For the BJX2 core, mostly on an XC7A100T, I can fit a Double Precision
FPU (1x Binary64) and also a 4x Binary32 SIMD unit (albeit the later
using a hard-wired truncate-only rounding mode).

Originally, had done Binary32 SIMD by pipelining it through the main
FPU, but with a dedicated low-precision SIMD unit, can get a fair bit of
a speedup: 20 MFLOPs -> 200 MFLOPs, at 50MHz.
And was able to stretch it enough to "more or less faithfully" handle
full Binary32 precision.

This is along with the the MMU, and 3-wide execute unit.

Don't really have enough LUTs left over for a second core or any real
sort of GPU.

I could potentially fit dual cores and boost clock speeds to 75 MHz on
an XC7A200T, but this is expensive (and boards with these have been
mostly out-of-stock for a while).

An XC7K325T or similar would possibly allow quad-core and/or a dedicated
GPU, as well as 100 or 150MHz. But, like, I don't really have the money
for something like this... (And this is basically the largest and
fastest FPGA supported by Vivado WebPack).

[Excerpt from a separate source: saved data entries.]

//! `lc-common` -- Shared types, errors, and configuration for the LifeCloud
//! timeline engine.
//!
//! This crate is the foundation the other engine crates depend on:
//!
//! - **Types**: `TimeCode`, `ClipId`, `SourceId`, `Resolution` (newtypes for safety)
//! - **Quality**: `ExportQuality` presets handed to the export collaborator
//! - **Errors**: `EditError`, `ProbeError`, `ConfigError`, `EditorError` (thiserror-based)
//! - **Config**: `EditorConfig`, `PlaybackConfig`, `ZoomConfig`

pub mod config;
pub mod error;
pub mod quality;
pub mod types;

// Re-export commonly used items at crate root
pub use config::{EditorConfig, PlaybackConfig, ZoomConfig};
pub use error::{ConfigError, EditError, EditResult, EditorError, EditorResult, ProbeError};
pub use quality::ExportQuality;
pub use types::{ClipId, Resolution, SourceId, TimeCode};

I can also fit the BJX2 core onto an XC7S50, but need to scale it back
slightly to make it fit.

I have also used an XC7S25 as well, but generally I can only seem to fit
simpler RISC style cores on this. Typically no FPU or MMU.

On the XC7S25 or XC7A35T, one could make a strong case for RISC-V
though, as what one can fit on these FPGAs is pretty much in-line for a
simple scalar RISC-V core or similar (and a RISC-like subset of BJX2 has
no real practical advantage over RV64I or similar).

A stronger case could probably be made for RV32I or maybe RV32IM or
similar on this class of FPGA.

And, if I were doing a GPU on an FPGA, something akin to my current
BJX2-XG2 mode could make sense as a base (possibly with wider SIMD and
also SIMD'ing the memory loads and stores, *).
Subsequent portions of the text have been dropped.